Start of DATA SUPPLIED

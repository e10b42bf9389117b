//! View definitions: a view is a named, typed presentation over a database
//! block's rows and columns.
//!
//! `ViewType` is a closed sum type. Adding a view type means adding a variant
//! here and an initializer entry in the engine's `ViewRegistry` — never
//! modifying the database model itself.

use serde::{Deserialize, Serialize};

/// Closed set of view type tags.
#[derive(Debug, Clone, Copy, PartialEq, Eq, Hash, Serialize, Deserialize)]
#[serde(rename_all = "lowercase")]
pub enum ViewType {
    Table,
}

impl ViewType {
    /// Every declared variant. The engine validates its view registry against
    /// this list at startup so a missing initializer fails loudly.
    pub const ALL: &'static [ViewType] = &[ViewType::Table];

    pub fn as_str(&self) -> &'static str {
        match self {
            ViewType::Table => "table",
        }
    }
}

impl std::fmt::Display for ViewType {
    fn fmt(&self, f: &mut std::fmt::Formatter<'_>) -> std::fmt::Result {
        f.write_str(self.as_str())
    }
}

/// Per-column layout state of a table view.
#[derive(Debug, Clone, PartialEq, Serialize, Deserialize)]
pub struct TableViewColumn {
    #[serde(rename = "columnId")]
    pub column_id: String,
    #[serde(skip_serializing_if = "Option::is_none")]
    pub width: Option<u32>,
    #[serde(default)]
    pub hide: bool,
}

impl TableViewColumn {
    pub fn new(column_id: impl Into<String>) -> Self {
        Self {
            column_id: column_id.into(),
            width: None,
            hide: false,
        }
    }
}

/// Type-specific view state, tagged by the view's mode.
#[derive(Debug, Clone, PartialEq, Serialize, Deserialize)]
#[serde(tag = "mode", rename_all = "lowercase")]
pub enum ViewMode {
    Table {
        columns: Vec<TableViewColumn>,
        #[serde(skip_serializing_if = "Option::is_none")]
        filter: Option<serde_json::Value>,
    },
}

impl ViewMode {
    pub fn view_type(&self) -> ViewType {
        match self {
            ViewMode::Table { .. } => ViewType::Table,
        }
    }
}

/// One user-defined presentation over the database block's data.
///
/// Constructed only through the engine's view registry so every view carries
/// a unique caller-supplied id and a mode matching its type tag.
#[derive(Debug, Clone, PartialEq, Serialize, Deserialize)]
pub struct ViewData {
    pub id: String,
    pub name: String,
    #[serde(flatten)]
    pub mode: ViewMode,
}

impl ViewData {
    pub fn view_type(&self) -> ViewType {
        self.mode.view_type()
    }
}

/// Partial view update, shallow-merged by `update_view`.
#[derive(Debug, Clone, Default)]
pub struct ViewPatch {
    pub name: Option<String>,
    pub mode: Option<ViewMode>,
}

impl ViewPatch {
    pub fn rename(name: impl Into<String>) -> Self {
        Self {
            name: Some(name.into()),
            mode: None,
        }
    }

    pub fn apply(self, view: &ViewData) -> ViewData {
        ViewData {
            id: view.id.clone(),
            name: self.name.unwrap_or_else(|| view.name.clone()),
            mode: self.mode.unwrap_or_else(|| view.mode.clone()),
        }
    }
}

#[cfg(test)]
mod tests {
    use super::*;

    #[test]
    fn view_data_serializes_with_flat_mode_tag() {
        let view = ViewData {
            id: "v1".into(),
            name: "Table".into(),
            mode: ViewMode::Table {
                columns: vec![TableViewColumn::new("c1")],
                filter: None,
            },
        };
        let encoded = serde_json::to_value(&view).unwrap();
        assert_eq!(encoded["mode"], "table");
        assert_eq!(encoded["columns"][0]["columnId"], "c1");

        let decoded: ViewData = serde_json::from_value(encoded).unwrap();
        assert_eq!(decoded, view);
    }

    #[test]
    fn view_patch_preserves_id() {
        let view = ViewData {
            id: "v1".into(),
            name: "Table".into(),
            mode: ViewMode::Table {
                columns: vec![],
                filter: None,
            },
        };
        let patched = ViewPatch::rename("Tasks").apply(&view);
        assert_eq!(patched.id, "v1");
        assert_eq!(patched.name, "Tasks");
        assert_eq!(patched.view_type(), ViewType::Table);
    }
}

End of DATA SUPPLIED

*PROBLEM DESCRIPTION*
Set down the whole listing again, exactly as shown above.

*OUTPUT OF THE EXERCISE*
repository e10b42bf9389117b
//! View definitions: a view is a named, typed presentation over a database
//! block's rows and columns.
//!
//! `ViewType` is a closed sum type. Adding a view type means adding a variant
//! here and an initializer entry in the engine's `ViewRegistry` — never
//! modifying the database model itself.

use serde::{Deserialize, Serialize};

/// Closed set of view type tags.
#[derive(Debug, Clone, Copy, PartialEq, Eq, Hash, Serialize, Deserialize)]
#[serde(rename_all = "lowercase")]
pub enum ViewType {
    Table,
}

impl ViewType {
    /// Every declared variant. The engine validates its view registry against
    /// this list at startup so a missing initializer fails loudly.
    pub const ALL: &'static [ViewType] = &[ViewType::Table];

    pub fn as_str(&self) -> &'static str {
        match self {
            ViewType::Table => "table",
        }
    }
}

impl std::fmt::Display for ViewType {
    fn fmt(&self, f: &mut std::fmt::Formatter<'_>) -> std::fmt::Result {
        f.write_str(self.as_str())
    }
}

/// Per-column layout state of a table view.
#[derive(Debug, Clone, PartialEq, Serialize, Deserialize)]
pub struct TableViewColumn {
    #[serde(rename = "columnId")]
    pub column_id: String,
    #[serde(skip_serializing_if = "Option::is_none")]
    pub width: Option<u32>,
    #[serde(default)]
    pub hide: bool,
}

impl TableViewColumn {
    pub fn new(column_id: impl Into<String>) -> Self {
        Self {
            column_id: column_id.into(),
            width: None,
            hide: false,
        }
    }
}

/// Type-specific view state, tagged by the view's mode.
#[derive(Debug, Clone, PartialEq, Serialize, Deserialize)]
#[serde(tag = "mode", rename_all = "lowercase")]
pub enum ViewMode {
    Table {
        columns: Vec<TableViewColumn>,
        #[serde(skip_serializing_if = "Option::is_none")]
        filter: Option<serde_json::Value>,
    },
}

impl ViewMode {
    pub fn view_type(&self) -> ViewType {
        match self {
            ViewMode::Table { .. } => ViewType::Table,
        }
    }
}

/// One user-defined presentation over the database block's data.
///
/// Constructed only through the engine's view registry so every view carries
/// a unique caller-supplied id and a mode matching its type tag.
#[derive(Debug, Clone, PartialEq, Serialize, Deserialize)]
pub struct ViewData {
    pub id: String,
    pub name: String,
    #[serde(flatten)]
    pub mode: ViewMode,
}

impl ViewData {
    pub fn view_type(&self) -> ViewType {
        self.mode.view_type()
    }
}

/// Partial view update, shallow-merged by `update_view`.
#[derive(Debug, Clone, Default)]
pub struct ViewPatch {
    pub name: Option<String>,
    pub mode: Option<ViewMode>,
}

impl ViewPatch {
    pub fn rename(name: impl Into<String>) -> Self {
        Self {
            name: Some(name.into()),
            mode: None,
        }
    }

    pub fn apply(self, view: &ViewData) -> ViewData {
        ViewData {
            id: view.id.clone(),
            name: self.name.unwrap_or_else(|| view.name.clone()),
            mode: self.mode.unwrap_or_else(|| view.mode.clone()),
        }
    }
}

#[cfg(test)]
mod tests {
    use super::*;

    #[test]
    fn view_data_serializes_with_flat_mode_tag() {
        let view = ViewData {
            id: "v1".into(),
            name: "Table".into(),
            mode: ViewMode::Table {
                columns: vec![TableViewColumn::new("c1")],
                filter: None,
            },
        };
        let encoded = serde_json::to_value(&view).unwrap();
        assert_eq!(encoded["mode"], "table");
        assert_eq!(encoded["columns"][0]["columnId"], "c1");

        let decoded: ViewData = serde_json::from_value(encoded).unwrap();
        assert_eq!(decoded, view);
    }

    #[test]
    fn view_patch_preserves_id() {
        let view = ViewData {
            id: "v1".into(),
            name: "Table".into(),
            mode: ViewMode::Table {
                columns: vec![],
                filter: None,
            },
        };
        let patched = ViewPatch::rename("Tasks").apply(&view);
        assert_eq!(patched.id, "v1");
        assert_eq!(patched.name, "Tasks");
        assert_eq!(patched.view_type(), ViewType::Table);
    }
}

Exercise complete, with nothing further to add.